Se saber cuidar é importante, saber ser cuidado não o é menos. Quem é cuidado dá trabalho aos outros, é inevitável. Saber ser cuidado é ser grato pela oportunidade, ser grato pela dádiva.

Ana Cláudia contava que a sua mãe já em fase avançada de ELA - Esclerose Lateral Amiotrófica, e com grande perda das suas capacidades, sempre arranjava um meio de lhe agradecer, ou roubando um beijo, quando a filha lhe dava de comer à boca, ou fazendo-lhe uma festa na mão quando ela a arranjava...

Fez-me lembrar o meu irmão Samuel que das vezes que pôde comunicar no hospital sempre o fez com alegria e um sorriso de agradecimento às pessoas que dele cuidaram.

Fez-me lembrar mais recentemente o meu sogro e pai Tomaz Pessanha, que durante toda a sua vida distribuiu palavras amáveis e sorrisos a quem com ele se cruzou, ao ponto de não nos lembrarmos de alguma vez o ver triste e que continuou a fazê-lo nos poucos dias que esteve no hospital antes de partir.

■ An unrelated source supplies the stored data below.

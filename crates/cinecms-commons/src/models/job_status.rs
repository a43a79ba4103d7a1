use std::fmt;
use std::str::FromStr;

use serde::{Deserialize, Serialize};

/// Status of a background job.
///
/// ```text
/// Pending → Running → Completed          (RunOnce)
///                   → Completed → Pending (Recurring, next_run advanced)
///                   → Failed              (error recorded)
/// Cancelled                               (from any non-Running state)
/// ```
///
/// `Running` is the only state that blocks manual `start`/`cancel`.
#[derive(Debug, Clone, Copy, PartialEq, Eq, Hash, Serialize, Deserialize)]
pub enum JobStatus {
    Pending,
    Running,
    Completed,
    Failed,
    Cancelled,
}

impl JobStatus {
    pub fn as_str(&self) -> &'static str {
        match self {
            JobStatus::Pending => "pending",
            JobStatus::Running => "running",
            JobStatus::Completed => "completed",
            JobStatus::Failed => "failed",
            JobStatus::Cancelled => "cancelled",
        }
    }
}

impl fmt::Display for JobStatus {
    fn fmt(&self, f: &mut fmt::Formatter<'_>) -> fmt::Result {
        write!(f, "{}", self.as_str())
    }
}

impl FromStr for JobStatus {
    type Err = String;

    fn from_str(s: &str) -> Result<Self, Self::Err> {
        match s.to_lowercase().as_str() {
            "pending" => Ok(JobStatus::Pending),
            "running" => Ok(JobStatus::Running),
            "completed" => Ok(JobStatus::Completed),
            "failed" => Ok(JobStatus::Failed),
            "cancelled" => Ok(JobStatus::Cancelled),
            other => Err(format!("Invalid job status: {}", other)),
        }
    }
}
//! Cron expression evaluation.
//!
//! Expressions use the seconds-resolution format of the `cron` crate:
//! `sec min hour day-of-month month day-of-week`, so `*/30 * * * * *`
//! fires every 30 seconds and `0 0 3 * * *` daily at 03:00 UTC.

use crate::error::{JobError, Result};
use chrono::{TimeZone, Utc};
use cron::Schedule;
use std::str::FromStr;

/// Parses the expression, failing with `JobError::Cron` when invalid.
pub fn parse(expression: &str) -> Result<Schedule> {
    Schedule::from_str(expression)
        .map_err(|e| JobError::Cron(format!("Invalid cron expression '{}': {}", expression, e)))
}

/// The next occurrence strictly after `after_millis`, as Unix millis.
///
/// `Ok(None)` when the schedule has no future occurrence.
pub fn next_occurrence(expression: &str, after_millis: i64) -> Result<Option<i64>> {
    let schedule = parse(expression)?;
    let after = Utc
        .timestamp_millis_opt(after_millis)
        .single()
        .ok_or_else(|| JobError::Cron(format!("Invalid timestamp: {}", after_millis)))?;
    Ok(schedule.after(&after).next().map(|dt| dt.timestamp_millis()))
}

#[cfg(test)]
mod tests {
    use super::*;

    #[test]
    fn every_thirty_seconds_advances() {
        let t0 = 1730000000000; // some instant
        let next = next_occurrence("*/30 * * * * *", t0).unwrap().unwrap();
        assert!(next > t0);
        assert!(next - t0 <= 30_000);
        // Occurrences land on whole seconds
        assert_eq!(next % 1000, 0);
    }

    #[test]
    fn next_is_strictly_after() {
        let next = next_occurrence("0 0 3 * * *", 1730000000000).unwrap().unwrap();
        let after_next = next_occurrence("0 0 3 * * *", next).unwrap().unwrap();
        assert!(after_next > next);
    }

    #[test]
    fn invalid_expression_is_an_error() {
        assert!(matches!(
            next_occurrence("not a cron", 0),
            Err(JobError::Cron(_))
        ));
        assert!(parse("61 * * * * *").is_err());
    }
}
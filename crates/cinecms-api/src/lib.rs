//! # cinecms-api
//!
//! HTTP surface of CineCMS: request/response models, handlers, the admin
//! bearer-token extractor, and route configuration.
//!
//! Every response is wrapped in [`models::ApiResponse`]:
//! `{ success, data, message, errors }`. Validation problems map to 400,
//! missing entities to 404, illegal transitions to 400, missing
//! credentials to 401, and anything unexpected to a generic 500 with the
//! detail kept server-side.

pub mod auth;
pub mod handlers;
pub mod models;
pub mod routes;
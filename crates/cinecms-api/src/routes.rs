//! API route configuration.
//!
//! Note: the by-slug and by-link-target routes are registered before the
//! `{id}` routes so the literal segments win the match.

use crate::handlers;
use actix_web::web;

/// Register all HTTP routes.
pub fn configure_routes(cfg: &mut web::ServiceConfig) {
    cfg.service(handlers::health::healthz).service(
        web::scope("/api")
            // Pages
            .service(handlers::pages::get_page_by_slug)
            .service(handlers::pages::get_page_by_link_target)
            .service(handlers::pages::list_pages)
            .service(handlers::pages::create_page)
            .service(handlers::pages::update_page)
            .service(handlers::pages::publish_page)
            .service(handlers::pages::delete_page)
            // Jobs
            .service(handlers::jobs::list_jobs)
            .service(handlers::jobs::create_job)
            .service(handlers::jobs::get_job)
            .service(handlers::jobs::start_job)
            .service(handlers::jobs::cancel_job)
            // Movies
            .service(handlers::movies::get_movie_by_slug)
            .service(handlers::movies::list_movies)
            .service(handlers::movies::create_movie)
            .service(handlers::movies::get_movie)
            // Genres
            .service(handlers::genres::list_genres)
            .service(handlers::genres::import_genres)
            // Feature flags
            .service(handlers::flags::list_flags)
            .service(handlers::flags::get_flag)
            .service(handlers::flags::set_flag),
    );
}
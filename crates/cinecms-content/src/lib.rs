//! # cinecms-content
//!
//! Content domain of CineCMS: the page draft/publish lifecycle, the movie
//! catalog, feature flags, and the content cache they share.
//!
//! The page lifecycle is the interesting part. A published page is never
//! edited in place: updates spawn a copy-on-write draft row pointing back
//! at the original, and publishing that draft copies its fields onto the
//! original and removes the draft. See [`pages::PageService`].

pub mod cache;
pub mod error;
pub mod flags;
pub mod genres;
pub mod movies;
pub mod pages;
pub mod search;
pub mod validation;

pub use cache::{ContentCache, InMemoryCache};
pub use error::ContentError;
pub use flags::FeatureFlagService;
pub use genres::GenresStore;
pub use movies::{MovieService, NewMovie};
pub use pages::{ListPagesQuery, NewPage, PageService, UpdatePage};
pub use search::{SearchDocument, SearchDocumentType};

/// Every storage partition the content domain uses. Handed to
/// `RocksDbInit` at startup so all column families exist before first use.
pub const PARTITIONS: &[&str] = &[
    pages::PAGES_PARTITION,
    pages::PAGES_SLUG_INDEX,
    pages::PAGES_LINK_TARGET_INDEX,
    pages::PAGES_DRAFT_INDEX,
    movies::MOVIES_PARTITION,
    movies::MOVIES_SLUG_INDEX,
    genres::GENRES_PARTITION,
    flags::FLAGS_PARTITION,
];
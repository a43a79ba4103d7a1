//! Page entity for the CMS page builder.
//!
//! A page moves through a draft/publish lifecycle:
//!
//! ```text
//! create → Draft ──publish──► Published
//!                                │ update
//!                                ▼
//!                     new Draft row (original_page_id set)
//!                                │ publish
//!                                ▼
//!            fields copied onto the original, draft row deleted
//! ```
//!
//! Invariants:
//! - at most one row per lineage has `is_published == true`
//! - a row with `original_page_id` set is always a `Draft`
//! - deletion is soft (`is_deleted`), everywhere

use crate::models::ids::{PageId, UserId};
use serde::{Deserialize, Serialize};
use std::fmt;
use std::str::FromStr;

/// Status of a page.
#[derive(Debug, Clone, Copy, PartialEq, Eq, Hash, Serialize, Deserialize)]
pub enum PageStatus {
    /// Not visible to the public; either brand-new or a pending edit.
    Draft,
    /// Live and publicly visible.
    Published,
    /// Retired from public view without deletion.
    Archived,
}

impl PageStatus {
    pub fn as_str(&self) -> &'static str {
        match self {
            PageStatus::Draft => "draft",
            PageStatus::Published => "published",
            PageStatus::Archived => "archived",
        }
    }
}

impl fmt::Display for PageStatus {
    fn fmt(&self, f: &mut fmt::Formatter<'_>) -> fmt::Result {
        write!(f, "{}", self.as_str())
    }
}

impl FromStr for PageStatus {
    type Err = String;

    fn from_str(s: &str) -> Result<Self, Self::Err> {
        match s.to_lowercase().as_str() {
            "draft" => Ok(PageStatus::Draft),
            "published" => Ok(PageStatus::Published),
            "archived" => Ok(PageStatus::Archived),
            other => Err(format!("Invalid page status: {}", other)),
        }
    }
}

/// One typed component instance on a page, with its opaque configuration.
#[derive(Debug, Clone, PartialEq, Serialize, Deserialize)]
#[serde(rename_all = "camelCase")]
pub struct PageComponent {
    /// Component type name, e.g. "Hero", "TextBlock", "ImageGallery".
    #[serde(rename = "type")]
    pub component_type: String,
    /// Opaque configuration blob interpreted by the frontend renderer.
    pub configuration: serde_json::Value,
    /// Position of the component on the page.
    pub order: i32,
    /// Stable identifier of this component instance.
    pub component_id: String,
}

/// A CMS page row.
#[derive(Debug, Clone, PartialEq, Serialize, Deserialize)]
pub struct Page {
    pub id: PageId,
    pub title: String,
    pub seo_title: Option<String>,
    pub meta_description: Option<String>,
    pub slug: String,
    pub link_target: String,
    pub status: PageStatus,
    pub components: Vec<PageComponent>,
    /// Incremented with each published revision; starts at 1.
    pub version: i32,
    /// Whether this row is the currently live version of its lineage.
    pub is_published: bool,
    /// Set when this row is a pending draft of a published page.
    pub original_page_id: Option<PageId>,
    /// Unix millis of the last publish, if any.
    pub published_at: Option<i64>,
    pub published_by: Option<UserId>,
    pub created_at: i64,
    pub created_by: Option<UserId>,
    pub updated_at: Option<i64>,
    pub updated_by: Option<UserId>,
    pub is_deleted: bool,
    pub deleted_at: Option<i64>,
}

impl Page {
    /// The id that identifies this page's lineage: the original page's id
    /// for a pending draft, the row's own id otherwise.
    pub fn lineage_id(&self) -> &PageId {
        self.original_page_id.as_ref().unwrap_or(&self.id)
    }

    pub fn is_draft(&self) -> bool {
        self.status == PageStatus::Draft
    }

    /// Marks this row as published in place (first-publish path).
    pub fn publish_in_place(mut self, now: i64, by: Option<UserId>) -> Self {
        self.status = PageStatus::Published;
        self.is_published = true;
        self.published_at = Some(now);
        self.published_by = by.clone();
        self.updated_at = Some(now);
        self.updated_by = by;
        self
    }

    /// Marks this row soft-deleted.
    pub fn soft_delete(mut self, now: i64, by: Option<UserId>) -> Self {
        self.is_deleted = true;
        self.deleted_at = Some(now);
        self.updated_at = Some(now);
        self.updated_by = by;
        self
    }
}
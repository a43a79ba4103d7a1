//! RocksDB initialization utilities.
//!
//! Opens (or creates) a RocksDB instance with all partitions the
//! application needs present as column families. The partition set is the
//! single source of truth handed in by the caller; nothing creates column
//! families after open.

use anyhow::Result;
use rocksdb::{Options, DB};
use std::path::Path;
use std::sync::Arc;

pub struct RocksDbInit {
    db_path: String,
    partitions: Vec<String>,
}

impl RocksDbInit {
    pub fn new(db_path: impl Into<String>, partitions: &[&str]) -> Self {
        Self {
            db_path: db_path.into(),
            partitions: partitions.iter().map(|s| s.to_string()).collect(),
        }
    }

    /// Open or create the database, ensuring every requested partition
    /// exists as a column family.
    pub fn open(&self) -> Result<Arc<DB>> {
        let path = Path::new(&self.db_path);

        let mut db_opts = Options::default();
        db_opts.create_if_missing(true);
        db_opts.create_missing_column_families(true);

        // Union of the column families already on disk and the requested
        // set, so reopening after a partition was added keeps old data.
        let mut cf_names = match DB::list_cf(&db_opts, path) {
            Ok(cfs) if !cfs.is_empty() => cfs,
            _ => vec!["default".to_string()],
        };
        for partition in &self.partitions {
            if !cf_names.iter().any(|n| n == partition) {
                cf_names.push(partition.clone());
            }
        }

        let db = DB::open_cf(&db_opts, path, cf_names)?;
        Ok(Arc::new(db))
    }
}
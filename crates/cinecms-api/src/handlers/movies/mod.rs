//! Movie catalog endpoints.

use crate::auth::AdminClaims;
use crate::handlers::content_error_response;
use crate::models::{ApiResponse, CreateMovieRequest, MovieDto, MovieListParams};
use actix_web::{get, post, web, HttpResponse, Responder};
use cinecms_commons::MovieId;
use cinecms_content::NewMovie;
use cinecms_core::AppContext;
use std::sync::Arc;

/// POST /api/movies - Add a movie to the catalog
#[post("/movies")]
pub async fn create_movie(
    claims: AdminClaims,
    body: web::Json<CreateMovieRequest>,
    context: web::Data<Arc<AppContext>>,
) -> impl Responder {
    let request = body.into_inner();
    let input = NewMovie {
        title: request.title,
        slug: request.slug,
        overview: request.overview,
        release_date: request.release_date,
        runtime_minutes: request.runtime_minutes,
        poster_path: request.poster_path,
        genres: request.genres,
    };

    match context.movies().create(input, claims.actor()) {
        Ok(movie) => HttpResponse::Ok().json(ApiResponse::success(MovieDto::from(movie))),
        Err(e) => content_error_response(e),
    }
}

/// GET /api/movies/{id} - Fetch one movie
#[get("/movies/{id}")]
pub async fn get_movie(
    path: web::Path<String>,
    context: web::Data<Arc<AppContext>>,
) -> impl Responder {
    let id = MovieId::new(path.into_inner());

    match context.movies().get(&id) {
        Ok(movie) => HttpResponse::Ok().json(ApiResponse::success(MovieDto::from(movie))),
        Err(e) => content_error_response(e),
    }
}

/// GET /api/movies/by-slug/{slug} - Look up a movie by slug
#[get("/movies/by-slug/{slug}")]
pub async fn get_movie_by_slug(
    path: web::Path<String>,
    context: web::Data<Arc<AppContext>>,
) -> impl Responder {
    let slug = path.into_inner();

    match context.movies().get_by_slug(&slug) {
        Ok(movie) => HttpResponse::Ok().json(ApiResponse::success(MovieDto::from(movie))),
        Err(e) => content_error_response(e),
    }
}

/// GET /api/movies - Paginated catalog listing
#[get("/movies")]
pub async fn list_movies(
    query: web::Query<MovieListParams>,
    context: web::Data<Arc<AppContext>>,
) -> impl Responder {
    let params = query.into_inner();

    match context
        .movies()
        .list(params.page_number, params.page_size, params.search_term.as_deref())
    {
        Ok(list) => HttpResponse::Ok().json(ApiResponse::success(list.map(MovieDto::from))),
        Err(e) => content_error_response(e),
    }
}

Saber cuidar, saber ser cuidado duas faces da mesma moeda.

E o diploma?

O meu sogro disse no hospital nos seus últimos dias aqui neste plano "vou partir mas parto de papo cheio".

Não são muitos os que poderão dizer o mesmo. Mas enganem-se os que acham que esta frase resulta da sorte que teve. Esta frase é o resultado de algo que foi construído diariamente nos pequenos grandes gestos do dia a dia, da sua entrega aos outros.

Por estes dias, ao reler as dezenas de testemunhos que compilámos em 2014 no livro de homenagem por ocasião dos 60 anos de casados dos meus sogros, "mais 7 de namoro" acrescentava sempre ele com merecido orgulho, foi bem visível que o marido/pai/avô/bisavô/irmão/amigo Tomaz partiu para receber o diploma com distinção.

Com uma vida mais curta, o meu irmão Samuel que também partiu este ano, se alguma dúvida tivesse eu sobre se cumpriu a sua missão aqui, bastava lembrar-me do dia do seu funeral e da homenagem que lhe fizeram os muitos a quem ele deixou marcas.

Sim, também o meu irmão partiu para receber um diploma com distinção.

Ana Cláudia diz: "morrer é viver para sempre no amor que se deixou".

Tenho a certeza que os meus pais, Elvira e António Jorge, o meu sogro Tomaz Pessanha, o meu irmão Samuel e tantos mais entes queridos estão algures felizes pela missão cumprida, orgulhosamente portadores do seu diploma, e eternamente vivos pelo amor que nos deixaram.